Information Block Start
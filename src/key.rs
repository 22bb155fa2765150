//! Content-addressed object keys.
//!
//! Every block in the object store is addressed by a 21-byte key: one type
//! byte followed by a 20-byte content hash. Keys of type [`KeyType::Embedded`]
//! carry their payload directly in the hash bytes and have no backing block.

use std::fmt;
use std::sync::OnceLock;

use num_derive::{FromPrimitive, ToPrimitive};
use num_traits::FromPrimitive;
use sha1::{Digest, Sha1};

/// Width of the content hash in bytes.
pub const HASH_SIZE: usize = 20;

/// Total serialized size of an [`ObjectKey`].
pub const OBJECT_KEY_SIZE: usize = HASH_SIZE + 1;

/// Storage class of the block a key refers to.
///
/// The discriminants are part of the persisted format and must not change.
#[derive(Debug, Copy, Clone, PartialEq, Eq, Hash, PartialOrd, Ord, FromPrimitive, ToPrimitive)]
#[repr(u8)]
pub enum KeyType {
    /// Well-known blocks computed at startup (empty directory etc).
    Constant = 0,
    /// Blocks with no particular retention class.
    Other = 1,
    /// Filesystem metadata blocks (directories, file descriptors).
    Metadata = 2,
    /// Build artifacts.
    Buildable = 3,
    /// File content blocks.
    Data = 4,
    /// Version-control content.
    Vcs = 5,
    /// No block exists; the hash bytes are the payload itself.
    Embedded = 6,
}

/// A 21-byte content-addressed key: type byte plus 20-byte hash.
#[derive(Debug, Copy, Clone, PartialEq, Eq, Hash, PartialOrd, Ord)]
pub struct ObjectKey {
    key_type: KeyType,
    hash: [u8; HASH_SIZE],
}

impl ObjectKey {
    /// The "absent" sentinel: embedded type, all-zero payload.
    pub const ZERO: ObjectKey = ObjectKey { key_type: KeyType::Embedded, hash: [0; HASH_SIZE] };

    pub const fn new(key_type: KeyType, hash: [u8; HASH_SIZE]) -> Self {
        Self { key_type, hash }
    }

    /// Builds a key of `key_type` addressing `bytes` by content hash.
    pub fn from_contents(key_type: KeyType, bytes: &[u8]) -> Self {
        Self { key_type, hash: content_hash(bytes) }
    }

    pub fn key_type(&self) -> KeyType {
        self.key_type
    }

    pub fn hash(&self) -> &[u8; HASH_SIZE] {
        &self.hash
    }

    pub fn is_zero(&self) -> bool {
        *self == Self::ZERO
    }

    /// Serializes the key to its fixed 21-byte wire image.
    pub fn to_bytes(&self) -> [u8; OBJECT_KEY_SIZE] {
        let mut out = [0u8; OBJECT_KEY_SIZE];
        out[0] = self.key_type as u8;
        out[1..].copy_from_slice(&self.hash);
        out
    }

    /// Parses a key from its 21-byte wire image.
    ///
    /// Returns `None` when the slice has the wrong length or an unknown type
    /// byte.
    pub fn from_bytes(bytes: &[u8]) -> Option<Self> {
        if bytes.len() != OBJECT_KEY_SIZE {
            return None;
        }
        let key_type = KeyType::from_u8(bytes[0])?;
        let mut hash = [0u8; HASH_SIZE];
        hash.copy_from_slice(&bytes[1..]);
        Some(Self { key_type, hash })
    }

    /// Parses a key from the lowercase hex form produced by [`fmt::Display`].
    pub fn from_hex(text: &str) -> Option<Self> {
        if text.len() != OBJECT_KEY_SIZE * 2 {
            return None;
        }
        let mut bytes = [0u8; OBJECT_KEY_SIZE];
        for (i, chunk) in text.as_bytes().chunks(2).enumerate() {
            let hi = (chunk[0] as char).to_digit(16)?;
            let lo = (chunk[1] as char).to_digit(16)?;
            bytes[i] = (hi * 16 + lo) as u8;
        }
        Self::from_bytes(&bytes)
    }
}

impl fmt::Display for ObjectKey {
    fn fmt(&self, f: &mut fmt::Formatter<'_>) -> fmt::Result {
        for byte in self.to_bytes() {
            write!(f, "{:02x}", byte)?;
        }
        Ok(())
    }
}

/// Hashes `bytes` to the fixed 20-byte digest used for content addressing.
///
/// Stable across processes and dependent only on the input bytes.
pub fn content_hash(bytes: &[u8]) -> [u8; HASH_SIZE] {
    let mut hasher = Sha1::new();
    hasher.update(bytes);
    hasher.finalize().into()
}

static EMPTY_BLOCK_KEY: OnceLock<ObjectKey> = OnceLock::new();
static EMPTY_DIR_KEY: OnceLock<ObjectKey> = OnceLock::new();
static EMPTY_WORKSPACE_KEY: OnceLock<ObjectKey> = OnceLock::new();

/// Key of the zero-length data block.
pub fn empty_block_key() -> ObjectKey {
    *EMPTY_BLOCK_KEY.get_or_init(|| ObjectKey::from_contents(KeyType::Constant, &[]))
}

/// Key of the encoded empty directory block.
pub fn empty_dir_key() -> ObjectKey {
    *EMPTY_DIR_KEY.get_or_init(|| {
        let entry = crate::codec::directory::DirectoryEntry::empty();
        let bytes = crate::codec::directory::encode(&entry)
            .expect("empty directory must always encode");
        ObjectKey::from_contents(KeyType::Constant, &bytes)
    })
}

/// Key of the workspace root whose layers are all the empty directory.
pub fn empty_workspace_key() -> ObjectKey {
    *EMPTY_WORKSPACE_KEY.get_or_init(|| {
        let root = crate::codec::workspace_root::WorkspaceRoot::empty();
        let bytes = crate::codec::workspace_root::encode(&root)
            .expect("empty workspace root must always encode");
        ObjectKey::from_contents(KeyType::Constant, &bytes)
    })
}

/// True for keys that have no corresponding block in the store: embedded
/// keys and the three startup constants.
pub fn is_constant_or_embedded(key: &ObjectKey) -> bool {
    key.key_type() == KeyType::Embedded
        || *key == empty_dir_key()
        || *key == empty_block_key()
        || *key == empty_workspace_key()
}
Information Block End
* **Exercise objective**:
Copy the entire listing above, line for line, exactly.

* **Answer to the problem**:
filename src/key.rs
repository 22bb155fa2765150
//! Content-addressed object keys.
//!
//! Every block in the object store is addressed by a 21-byte key: one type
//! byte followed by a 20-byte content hash. Keys of type [`KeyType::Embedded`]
//! carry their payload directly in the hash bytes and have no backing block.

use std::fmt;
use std::sync::OnceLock;

use num_derive::{FromPrimitive, ToPrimitive};
use num_traits::FromPrimitive;
use sha1::{Digest, Sha1};

/// Width of the content hash in bytes.
pub const HASH_SIZE: usize = 20;

/// Total serialized size of an [`ObjectKey`].
pub const OBJECT_KEY_SIZE: usize = HASH_SIZE + 1;

/// Storage class of the block a key refers to.
///
/// The discriminants are part of the persisted format and must not change.
#[derive(Debug, Copy, Clone, PartialEq, Eq, Hash, PartialOrd, Ord, FromPrimitive, ToPrimitive)]
#[repr(u8)]
pub enum KeyType {
    /// Well-known blocks computed at startup (empty directory etc).
    Constant = 0,
    /// Blocks with no particular retention class.
    Other = 1,
    /// Filesystem metadata blocks (directories, file descriptors).
    Metadata = 2,
    /// Build artifacts.
    Buildable = 3,
    /// File content blocks.
    Data = 4,
    /// Version-control content.
    Vcs = 5,
    /// No block exists; the hash bytes are the payload itself.
    Embedded = 6,
}

/// A 21-byte content-addressed key: type byte plus 20-byte hash.
#[derive(Debug, Copy, Clone, PartialEq, Eq, Hash, PartialOrd, Ord)]
pub struct ObjectKey {
    key_type: KeyType,
    hash: [u8; HASH_SIZE],
}

impl ObjectKey {
    /// The "absent" sentinel: embedded type, all-zero payload.
    pub const ZERO: ObjectKey = ObjectKey { key_type: KeyType::Embedded, hash: [0; HASH_SIZE] };

    pub const fn new(key_type: KeyType, hash: [u8; HASH_SIZE]) -> Self {
        Self { key_type, hash }
    }

    /// Builds a key of `key_type` addressing `bytes` by content hash.
    pub fn from_contents(key_type: KeyType, bytes: &[u8]) -> Self {
        Self { key_type, hash: content_hash(bytes) }
    }

    pub fn key_type(&self) -> KeyType {
        self.key_type
    }

    pub fn hash(&self) -> &[u8; HASH_SIZE] {
        &self.hash
    }

    pub fn is_zero(&self) -> bool {
        *self == Self::ZERO
    }

    /// Serializes the key to its fixed 21-byte wire image.
    pub fn to_bytes(&self) -> [u8; OBJECT_KEY_SIZE] {
        let mut out = [0u8; OBJECT_KEY_SIZE];
        out[0] = self.key_type as u8;
        out[1..].copy_from_slice(&self.hash);
        out
    }

    /// Parses a key from its 21-byte wire image.
    ///
    /// Returns `None` when the slice has the wrong length or an unknown type
    /// byte.
    pub fn from_bytes(bytes: &[u8]) -> Option<Self> {
        if bytes.len() != OBJECT_KEY_SIZE {
            return None;
        }
        let key_type = KeyType::from_u8(bytes[0])?;
        let mut hash = [0u8; HASH_SIZE];
        hash.copy_from_slice(&bytes[1..]);
        Some(Self { key_type, hash })
    }

    /// Parses a key from the lowercase hex form produced by [`fmt::Display`].
    pub fn from_hex(text: &str) -> Option<Self> {
        if text.len() != OBJECT_KEY_SIZE * 2 {
            return None;
        }
        let mut bytes = [0u8; OBJECT_KEY_SIZE];
        for (i, chunk) in text.as_bytes().chunks(2).enumerate() {
            let hi = (chunk[0] as char).to_digit(16)?;
            let lo = (chunk[1] as char).to_digit(16)?;
            bytes[i] = (hi * 16 + lo) as u8;
        }
        Self::from_bytes(&bytes)
    }
}

impl fmt::Display for ObjectKey {
    fn fmt(&self, f: &mut fmt::Formatter<'_>) -> fmt::Result {
        for byte in self.to_bytes() {
            write!(f, "{:02x}", byte)?;
        }
        Ok(())
    }
}

/// Hashes `bytes` to the fixed 20-byte digest used for content addressing.
///
/// Stable across processes and dependent only on the input bytes.
pub fn content_hash(bytes: &[u8]) -> [u8; HASH_SIZE] {
    let mut hasher = Sha1::new();
    hasher.update(bytes);
    hasher.finalize().into()
}

static EMPTY_BLOCK_KEY: OnceLock<ObjectKey> = OnceLock::new();
static EMPTY_DIR_KEY: OnceLock<ObjectKey> = OnceLock::new();
static EMPTY_WORKSPACE_KEY: OnceLock<ObjectKey> = OnceLock::new();

/// Key of the zero-length data block.
pub fn empty_block_key() -> ObjectKey {
    *EMPTY_BLOCK_KEY.get_or_init(|| ObjectKey::from_contents(KeyType::Constant, &[]))
}

/// Key of the encoded empty directory block.
pub fn empty_dir_key() -> ObjectKey {
    *EMPTY_DIR_KEY.get_or_init(|| {
        let entry = crate::codec::directory::DirectoryEntry::empty();
        let bytes = crate::codec::directory::encode(&entry)
            .expect("empty directory must always encode");
        ObjectKey::from_contents(KeyType::Constant, &bytes)
    })
}

/// Key of the workspace root whose layers are all the empty directory.
pub fn empty_workspace_key() -> ObjectKey {
    *EMPTY_WORKSPACE_KEY.get_or_init(|| {
        let root = crate::codec::workspace_root::WorkspaceRoot::empty();
        let bytes = crate::codec::workspace_root::encode(&root)
            .expect("empty workspace root must always encode");
        ObjectKey::from_contents(KeyType::Constant, &bytes)
    })
}

/// True for keys that have no corresponding block in the store: embedded
/// keys and the three startup constants.
pub fn is_constant_or_embedded(key: &ObjectKey) -> bool {
    key.key_type() == KeyType::Embedded
        || *key == empty_dir_key()
        || *key == empty_block_key()
        || *key == empty_workspace_key()
}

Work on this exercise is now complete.